Resim Kredisi: CEM AYDIN/iStock/Getty Images
Tanımlar
"Gramofon", herhangi bir plak çalara atıfta bulunmak için kullanılabilen bir terimdir ("fonograf" terimi gibi). Ancak genel olarak bu terim, mekanik yollarla çalıştırılan ve elektrik amplifikasyonu olmadan sesi yeniden üreten erken plak çalarlara atıfta bulunmak için kullanılır. Bu plak çalarlar, modern pikaplardan oldukça farklıdır, ancak sesi saklayan plaklar ve onu duyulabilir müziğe dönüştüren iğneler temelde aynı şekilde çalışır.
Gramofon Kaydı
Thomas Edison tarafından icat edilen ilk silindir kayıtları dışında, tüm kayıtlar sesi depolamak için spiral bir oluk kullanır. İlk kayıtların yalnızca bir yüzünde kayıtlar vardı, ancak kısa süre sonra şirketler iki kat daha fazla ses depolayabilecek çift taraflı kayıtlar basmaya başladı. Kayıttaki oluk düz ve düzgün görünüyor, ancak aslında sesi depolayan küçük ileri geri girdaplara sahip.
Günün Videosu
gramofon çalar
Diğer plak çalarlar gibi, gramofonlar da sesi plaktaki oyuğa uyan küçük bir iğne ile okurlar.
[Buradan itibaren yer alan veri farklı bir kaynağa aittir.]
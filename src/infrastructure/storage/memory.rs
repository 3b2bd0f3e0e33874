use crate::domain::error::DomainError;
use crate::domain::ports::key_value_storage::KeyValueStorage;
use std::collections::HashMap;
use std::sync::Mutex;

/// Process-local storage. Contents are lost when the value is dropped.
#[derive(Default)]
pub struct MemoryStorage {
    slots: Mutex<HashMap<String, String>>,
}

impl MemoryStorage {
    pub fn new() -> Self {
        Self::default()
    }
}

impl KeyValueStorage for MemoryStorage {
    fn get(&self, key: &str) -> Result<Option<String>, DomainError> {
        let slots = self
            .slots
            .lock()
            .map_err(|e| DomainError::Storage(e.to_string()))?;
        Ok(slots.get(key).cloned())
    }

    fn set(&self, key: &str, value: &str) -> Result<(), DomainError> {
        let mut slots = self
            .slots
            .lock()
            .map_err(|e| DomainError::Storage(e.to_string()))?;
        slots.insert(key.to_string(), value.to_string());
        Ok(())
    }
}
impl Field {
    pub fn label(self) -> &'static str {
        match self {
            Field::CarrierPowerState => statics::EN_NODE_CARRIER_POWER_STATE,
            Field::CarrierDataReference => statics::EN_NODE_CARRIER_DATA_REFERENCE,
            Field::TextEncoding => statics::EN_NODE_ENCODING,
            Field::TextLocale => statics::EN_NODE_LOCALE,
            Field::Text => statics::EN_NODE_TEXT,
            Field::Uri => statics::EN_NODE_URI,
            Field::Action => statics::EN_NODE_ACTION,
            Field::MimeContentType => statics::EN_NODE_CONTENT_TYPE,
            Field::MimeContent => statics::EN_NODE_CONTENT,
        }
    }

    fn value_type(self) -> &'static str {
        match self {
            Field::CarrierPowerState => "carrier power state",
            Field::TextEncoding => "text encoding",
            Field::Action => "action",
            Field::MimeContent => "bytes",
            Field::CarrierDataReference
            | Field::TextLocale
            | Field::Text
            | Field::Uri
            | Field::MimeContentType => "text",
        }
    }

    pub fn read(self, record: &Record) -> Result<FieldValue, EditError> {
        let owned = |s: Option<&str>| s.map(str::to_string);
        Ok(match self {
            Field::CarrierPowerState => {
                FieldValue::PowerState(record.alternative_carrier()?.carrier_power_state())
            }
            Field::CarrierDataReference => {
                FieldValue::Text(owned(record.alternative_carrier()?.carrier_data_reference()))
            }
            Field::TextEncoding => FieldValue::Encoding(record.text()?.encoding()),
            Field::TextLocale => FieldValue::Text(owned(record.text()?.locale())),
            Field::Text => FieldValue::Text(owned(record.text()?.text())),
            Field::Uri => FieldValue::Text(owned(record.uri()?.uri())),
            Field::Action => FieldValue::Action(record.action()?.action()),
            Field::MimeContentType => FieldValue::Text(owned(record.mime()?.content_type())),
            Field::MimeContent => FieldValue::Bytes(record.mime()?.content().map(<[u8]>::to_vec)),
        })
    }

    /// Write `value` through the record's setter for this field.
    pub fn apply(self, record: &mut Record, value: &FieldValue) -> Result<(), EditError> {
        match (self, value) {
            (Field::CarrierPowerState, FieldValue::PowerState(v)) => {
                record.alternative_carrier_mut()?.set_carrier_power_state(*v)
            }
            (Field::CarrierDataReference, FieldValue::Text(v)) => record
                .alternative_carrier_mut()?
                .set_carrier_data_reference(v.clone()),
            (Field::TextEncoding, FieldValue::Encoding(v)) => record.text_mut()?.set_encoding(*v),
            (Field::TextLocale, FieldValue::Text(v)) => record.text_mut()?.set_locale(v.clone()),
            (Field::Text, FieldValue::Text(v)) => record.text_mut()?.set_text(v.clone()),
            (Field::Uri, FieldValue::Text(v)) => record.uri_mut()?.set_uri(v.clone()),
            (Field::Action, FieldValue::Action(v)) => record.action_mut()?.set_action(*v),
            (Field::MimeContentType, FieldValue::Text(v)) => {
                record.mime_mut()?.set_content_type(v.clone())
            }
            (Field::MimeContent, FieldValue::Bytes(v)) => record.mime_mut()?.set_content(v.clone()),
            (field, value) => {
                return Err(EditError::ValueType {
                    expected: field.value_type(),
                    found: value.type_name(),
                });
            }
        }
        Ok(())
    }
}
Bu iğne, bir boynuza bağlı olan bir diyaframa bağlıdır. Kayıt, yay tahrikli bir motor tarafından oldukça sabit bir hızda döndürülür. Kayıt döndükçe, oluklar iğnenin ileri geri titreşmesini sağlar. Bu titreşimler, kendisi titreşen ve ses oluşturan diyaframa iletilir. Bu ses daha sonra kornadan odaya yönlendirilir.
Erken Kayıtlar
İlk kayıtlar, gramofon çalar gibi çalışan makineler tarafından yapıldı, ancak tersine. Müzisyenler, sesi diyaframa yönlendirecek olan kornaya çalarlardı. Diyafram, ses titreşimlerini bir iğneye aktarırdı. İğnenin kendisi, bir balmumu tabakasıyla kaplı bir kaydın üzerinde duruyordu. İğne kıpırdadıkça sesi balmumuna işleyecekti. Son olarak, kayıt, oynatılabilmesi için kaydı düzeltmek için işlenir.